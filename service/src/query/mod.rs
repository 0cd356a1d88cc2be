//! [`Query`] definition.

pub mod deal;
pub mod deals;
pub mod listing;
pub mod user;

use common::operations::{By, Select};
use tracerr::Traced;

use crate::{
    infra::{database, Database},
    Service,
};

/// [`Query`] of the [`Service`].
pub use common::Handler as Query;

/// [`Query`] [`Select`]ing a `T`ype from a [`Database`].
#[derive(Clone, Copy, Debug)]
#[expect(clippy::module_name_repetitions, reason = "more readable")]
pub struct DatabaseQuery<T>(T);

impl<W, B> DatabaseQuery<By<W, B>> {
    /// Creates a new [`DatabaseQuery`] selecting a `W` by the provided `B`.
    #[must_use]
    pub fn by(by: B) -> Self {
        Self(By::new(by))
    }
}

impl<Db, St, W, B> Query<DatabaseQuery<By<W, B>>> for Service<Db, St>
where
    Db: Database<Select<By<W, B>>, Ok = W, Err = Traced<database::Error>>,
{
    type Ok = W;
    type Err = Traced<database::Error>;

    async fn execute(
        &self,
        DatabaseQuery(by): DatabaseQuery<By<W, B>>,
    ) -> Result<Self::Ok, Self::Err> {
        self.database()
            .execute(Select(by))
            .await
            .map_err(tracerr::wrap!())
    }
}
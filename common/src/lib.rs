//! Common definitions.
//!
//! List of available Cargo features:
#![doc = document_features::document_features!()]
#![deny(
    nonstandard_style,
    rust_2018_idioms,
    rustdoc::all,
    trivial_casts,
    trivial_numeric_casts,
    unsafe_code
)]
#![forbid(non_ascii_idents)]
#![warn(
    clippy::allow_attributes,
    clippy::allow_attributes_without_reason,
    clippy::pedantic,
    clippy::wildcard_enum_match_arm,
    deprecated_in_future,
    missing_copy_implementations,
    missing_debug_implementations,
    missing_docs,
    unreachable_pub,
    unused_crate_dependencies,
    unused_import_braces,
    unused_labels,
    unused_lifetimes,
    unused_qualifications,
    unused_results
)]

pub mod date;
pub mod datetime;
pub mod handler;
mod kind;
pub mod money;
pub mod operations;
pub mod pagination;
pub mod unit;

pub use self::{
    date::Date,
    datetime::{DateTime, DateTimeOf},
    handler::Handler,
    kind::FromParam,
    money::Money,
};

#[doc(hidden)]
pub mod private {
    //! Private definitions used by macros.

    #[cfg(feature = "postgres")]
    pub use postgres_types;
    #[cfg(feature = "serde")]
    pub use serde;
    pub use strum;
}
---
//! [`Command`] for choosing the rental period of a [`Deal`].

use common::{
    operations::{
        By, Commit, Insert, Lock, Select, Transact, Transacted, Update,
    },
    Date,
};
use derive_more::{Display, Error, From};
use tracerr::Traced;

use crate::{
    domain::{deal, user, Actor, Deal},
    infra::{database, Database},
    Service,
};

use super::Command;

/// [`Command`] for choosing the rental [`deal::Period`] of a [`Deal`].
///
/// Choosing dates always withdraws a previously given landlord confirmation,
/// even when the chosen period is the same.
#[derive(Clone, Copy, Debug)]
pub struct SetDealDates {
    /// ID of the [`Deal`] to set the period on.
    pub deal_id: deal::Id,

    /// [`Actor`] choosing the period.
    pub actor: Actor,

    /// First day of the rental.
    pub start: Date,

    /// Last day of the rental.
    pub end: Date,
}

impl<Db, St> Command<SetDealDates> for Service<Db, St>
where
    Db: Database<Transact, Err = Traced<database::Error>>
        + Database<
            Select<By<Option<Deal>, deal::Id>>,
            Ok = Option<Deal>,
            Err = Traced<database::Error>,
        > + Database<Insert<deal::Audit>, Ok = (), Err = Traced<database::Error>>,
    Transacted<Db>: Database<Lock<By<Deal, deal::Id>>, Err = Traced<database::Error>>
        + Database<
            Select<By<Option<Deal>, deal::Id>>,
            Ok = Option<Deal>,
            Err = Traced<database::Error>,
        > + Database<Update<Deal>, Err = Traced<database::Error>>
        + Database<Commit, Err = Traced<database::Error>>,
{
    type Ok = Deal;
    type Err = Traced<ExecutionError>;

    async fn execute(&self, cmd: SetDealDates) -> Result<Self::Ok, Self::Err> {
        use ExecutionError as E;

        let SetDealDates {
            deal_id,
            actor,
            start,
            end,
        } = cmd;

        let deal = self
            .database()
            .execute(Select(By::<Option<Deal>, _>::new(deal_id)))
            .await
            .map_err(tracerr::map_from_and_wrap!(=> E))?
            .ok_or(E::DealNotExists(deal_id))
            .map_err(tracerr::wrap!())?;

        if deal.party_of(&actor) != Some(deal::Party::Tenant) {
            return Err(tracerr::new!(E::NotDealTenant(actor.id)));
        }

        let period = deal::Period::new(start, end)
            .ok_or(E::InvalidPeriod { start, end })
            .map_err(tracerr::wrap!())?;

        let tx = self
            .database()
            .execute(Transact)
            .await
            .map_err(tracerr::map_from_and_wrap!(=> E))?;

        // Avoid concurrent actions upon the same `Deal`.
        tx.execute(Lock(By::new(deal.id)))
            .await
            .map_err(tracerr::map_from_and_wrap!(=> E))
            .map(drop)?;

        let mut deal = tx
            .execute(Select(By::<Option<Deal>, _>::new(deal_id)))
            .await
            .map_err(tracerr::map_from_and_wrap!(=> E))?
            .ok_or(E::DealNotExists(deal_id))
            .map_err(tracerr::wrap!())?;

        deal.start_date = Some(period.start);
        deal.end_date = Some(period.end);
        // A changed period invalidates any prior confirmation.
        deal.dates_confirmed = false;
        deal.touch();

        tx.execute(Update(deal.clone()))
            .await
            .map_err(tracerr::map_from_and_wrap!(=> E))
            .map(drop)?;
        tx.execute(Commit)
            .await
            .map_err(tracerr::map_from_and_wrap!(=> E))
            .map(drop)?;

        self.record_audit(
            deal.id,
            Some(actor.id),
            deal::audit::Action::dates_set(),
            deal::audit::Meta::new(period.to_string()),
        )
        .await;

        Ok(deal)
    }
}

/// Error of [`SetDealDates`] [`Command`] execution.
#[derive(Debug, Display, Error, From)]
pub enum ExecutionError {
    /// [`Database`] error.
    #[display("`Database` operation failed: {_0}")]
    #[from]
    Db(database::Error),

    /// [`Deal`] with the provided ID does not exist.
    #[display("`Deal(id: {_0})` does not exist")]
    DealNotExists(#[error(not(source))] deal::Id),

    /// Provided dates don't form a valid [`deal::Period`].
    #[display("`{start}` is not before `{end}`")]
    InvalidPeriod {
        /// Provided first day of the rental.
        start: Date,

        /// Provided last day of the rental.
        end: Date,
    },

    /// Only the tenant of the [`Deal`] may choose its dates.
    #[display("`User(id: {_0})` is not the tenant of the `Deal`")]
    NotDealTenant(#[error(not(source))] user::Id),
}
==
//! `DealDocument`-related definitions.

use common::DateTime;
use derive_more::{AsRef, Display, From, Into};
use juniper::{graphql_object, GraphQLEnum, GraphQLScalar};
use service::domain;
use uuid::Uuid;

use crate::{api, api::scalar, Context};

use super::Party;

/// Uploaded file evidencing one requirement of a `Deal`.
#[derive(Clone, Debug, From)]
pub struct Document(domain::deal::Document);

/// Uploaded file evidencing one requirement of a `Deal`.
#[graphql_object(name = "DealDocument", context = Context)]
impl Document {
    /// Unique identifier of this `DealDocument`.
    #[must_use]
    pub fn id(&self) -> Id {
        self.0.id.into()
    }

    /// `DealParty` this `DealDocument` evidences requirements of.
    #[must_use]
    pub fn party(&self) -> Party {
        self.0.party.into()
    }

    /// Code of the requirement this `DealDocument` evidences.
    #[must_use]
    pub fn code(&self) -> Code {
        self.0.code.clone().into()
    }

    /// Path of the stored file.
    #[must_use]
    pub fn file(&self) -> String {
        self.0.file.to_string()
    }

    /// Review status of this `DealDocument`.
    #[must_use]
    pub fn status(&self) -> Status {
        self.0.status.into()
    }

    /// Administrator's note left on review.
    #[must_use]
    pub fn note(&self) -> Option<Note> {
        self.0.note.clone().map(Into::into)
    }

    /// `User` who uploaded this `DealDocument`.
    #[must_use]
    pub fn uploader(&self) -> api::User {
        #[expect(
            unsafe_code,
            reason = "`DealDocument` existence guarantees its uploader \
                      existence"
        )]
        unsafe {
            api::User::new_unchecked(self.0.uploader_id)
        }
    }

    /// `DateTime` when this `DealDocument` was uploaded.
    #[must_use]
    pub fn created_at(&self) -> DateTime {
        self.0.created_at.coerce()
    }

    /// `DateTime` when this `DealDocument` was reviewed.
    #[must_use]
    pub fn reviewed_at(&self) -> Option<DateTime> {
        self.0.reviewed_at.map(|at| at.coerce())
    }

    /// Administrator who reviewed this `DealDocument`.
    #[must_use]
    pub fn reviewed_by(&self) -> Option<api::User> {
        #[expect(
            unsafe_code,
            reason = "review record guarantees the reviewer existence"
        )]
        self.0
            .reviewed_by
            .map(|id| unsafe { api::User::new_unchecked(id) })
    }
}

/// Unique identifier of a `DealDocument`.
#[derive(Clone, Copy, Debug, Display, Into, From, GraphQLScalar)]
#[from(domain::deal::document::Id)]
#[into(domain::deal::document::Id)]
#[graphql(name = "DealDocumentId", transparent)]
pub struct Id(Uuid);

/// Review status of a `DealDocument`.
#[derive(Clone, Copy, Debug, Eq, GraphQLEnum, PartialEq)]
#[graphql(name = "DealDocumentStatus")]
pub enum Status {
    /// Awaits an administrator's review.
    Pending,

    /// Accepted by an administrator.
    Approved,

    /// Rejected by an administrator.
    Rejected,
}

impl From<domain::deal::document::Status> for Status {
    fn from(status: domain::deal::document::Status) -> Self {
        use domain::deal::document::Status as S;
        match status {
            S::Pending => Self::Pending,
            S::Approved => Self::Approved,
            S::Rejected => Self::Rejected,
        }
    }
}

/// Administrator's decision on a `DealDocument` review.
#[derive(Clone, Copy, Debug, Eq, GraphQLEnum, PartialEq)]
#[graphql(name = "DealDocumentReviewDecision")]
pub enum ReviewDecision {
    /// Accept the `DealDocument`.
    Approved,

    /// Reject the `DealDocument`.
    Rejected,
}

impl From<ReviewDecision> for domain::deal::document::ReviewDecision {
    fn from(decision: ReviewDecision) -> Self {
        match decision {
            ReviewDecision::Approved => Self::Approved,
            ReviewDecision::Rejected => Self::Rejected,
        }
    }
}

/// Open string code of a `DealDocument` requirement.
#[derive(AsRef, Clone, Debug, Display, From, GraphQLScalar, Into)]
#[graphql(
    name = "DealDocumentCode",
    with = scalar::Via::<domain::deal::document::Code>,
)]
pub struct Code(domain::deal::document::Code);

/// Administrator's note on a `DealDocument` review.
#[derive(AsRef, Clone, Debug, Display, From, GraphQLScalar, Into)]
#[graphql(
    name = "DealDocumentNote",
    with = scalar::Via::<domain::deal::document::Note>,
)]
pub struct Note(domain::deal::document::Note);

Task objective:
Repeat, exactly as they stand above, the lines from the line with "let mut deal = tx" to the line with "tx.execute(Update(deal.clone()))", both lines included.

Response box:
        let mut deal = tx
            .execute(Select(By::<Option<Deal>, _>::new(deal_id)))
            .await
            .map_err(tracerr::map_from_and_wrap!(=> E))?
            .ok_or(E::DealNotExists(deal_id))
            .map_err(tracerr::wrap!())?;

        deal.start_date = Some(period.start);
        deal.end_date = Some(period.end);
        // A changed period invalidates any prior confirmation.
        deal.dates_confirmed = false;
        deal.touch();

        tx.execute(Update(deal.clone()))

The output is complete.